Appearance 4 includes two men. Cleopas is named, while the other man is not. However, it is clear he was not one of the 11 disciples, as these two men returned to tell the 11 disciples Jesus had appeared to them.
James (appearance 9) is mentioned only in 1 Corinthians 15:7. However, he appears as the leader of the Jerusalem church in Acts 15 and wrote the New Testament book of James.
Excluding Paul, this leaves appearance 11, which included “more than five hundred people” at one time.
In total, we have two women, 11 disciples, two men walking to Emmaus, James, and more than 500 people. Assuming the 500 are not duplicates of other events, this gives us a list of at least 516 people who saw Jesus alive again.
Further, their testimonies were recorded within the lifetimes of the eyewitness. These were not legends from later centuries. For example, 1 Corinthians 15:6 notes that of the 500, “most of whom are still living, though some have fallen asleep.” 1 Corinthians was written about 55 A.D., only 20-25 years after this event (the resurrection took place in either 33 or 30).
The letter of James was written even earlier, giving evidence of an eyewitness of the resurrected Jesus writing about his belief by 49 A.D., only about 16 years after the event.
The four Gospels began appearing by the 60s A.D., with two Gospels (Matthew and John) written by people noted as seeing Jesus alive again. Mark is traditionally based on the eyewitness account of the disciple Peter, while Luke recorded testimonies from a variety of sources (Luke 1:1-4).
Ultimately, believing Jesus physically rose from death on the third day is a matter of faith.

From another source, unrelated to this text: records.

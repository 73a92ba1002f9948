//! OpenSCAD dialect

use sculpt_core::{Part, ShapeKind};

use crate::format::{comment_text, format_number, format_vec3, param};

/// Thickness given to planes, which OpenSCAD has no 2D-in-3D primitive for
const PLANE_THICKNESS: f64 = 0.001;

pub(crate) fn header() -> String {
    "$fn = 64;\n".to_string()
}

fn primitive(part: &Part, p: usize) -> Option<String> {
    let n = |name: &str| format_number(param(part, name), p);
    let body = match part.kind {
        ShapeKind::Cube => format!("cube(size = {}, center = true);", n("size")),
        ShapeKind::Sphere => format!("sphere(r = {});", n("radius")),
        ShapeKind::Cylinder => format!("cylinder(r = {}, h = {}, center = true);", n("radius"), n("depth")),
        ShapeKind::Cone => format!(
            "cylinder(r1 = {}, r2 = {}, h = {}, center = true);",
            n("radius1"),
            n("radius2"),
            n("depth")
        ),
        ShapeKind::Torus => format!(
            "rotate_extrude() translate([{}, 0, 0]) circle(r = {});",
            n("major_radius"),
            n("minor_radius")
        ),
        ShapeKind::Plane => format!(
            "cube([{size}, {size}, {}], center = true);",
            format_number(PLANE_THICKNESS, p.max(3)),
            size = n("size")
        ),
        ShapeKind::Unknown(_) => return None,
    };
    Some(body)
}

pub(crate) fn part(name: &str, part: &Part, precision: usize) -> Option<String> {
    let body = primitive(part, precision)?;
    let t = &part.transform;
    Some(format!(
        "\n// {}\ntranslate([{}]) rotate([{}]) scale([{}])\n    {}\n",
        comment_text(name),
        format_vec3(t.location, precision),
        format_vec3(t.rotation, precision),
        format_vec3(t.scale, precision),
        body
    ))
}

#[cfg(test)]
mod tests {
    use super::*;
    use sculpt_core::Transform;

    #[test]
    fn test_torus_uses_rotate_extrude() {
        let p = Part::new(ShapeKind::Torus).with_param("major_radius", 0.25);
        let text = part("handle", &p, 4).unwrap();
        assert!(text.contains("rotate_extrude() translate([0.25, 0, 0]) circle(r = 0.25);"));
    }

    #[test]
    fn test_transform_wraps_primitive() {
        let p = Part::new(ShapeKind::Cube)
            .with_param("size", 1.0)
            .with_transform(Transform::at(1.0, -2.0, 0.0).with_scale(2.0, 1.0, 1.0));
        let text = part("block", &p, 4).unwrap();
        assert!(text.contains("// block\n"));
        assert!(text.contains("translate([1.0, -2.0, 0.0]) rotate([0.0, 0.0, 0.0]) scale([2.0, 1.0, 1.0])"));
        assert!(text.contains("cube(size = 1.0, center = true);"));
    }

    #[test]
    fn test_comment_cannot_break_line() {
        let text = part("a\nb", &Part::new(ShapeKind::Sphere), 4).unwrap();
        assert!(text.contains("// a b\n"));
    }
}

However, the facts strongly support this belief. Within the generation of the resurrection, at least three eyewitnesses wrote accounts of their experiences (Matthew, John, James), while 27 different books of the New Testament were produced based on this belief.
In addition, at least 516 people saw Jesus alive again and were alive to testify of the event more than 20 years later. This was not a hallucination, a “ghostly” appearance, or a legend. This was a belief that launched the movement we know as Christianity.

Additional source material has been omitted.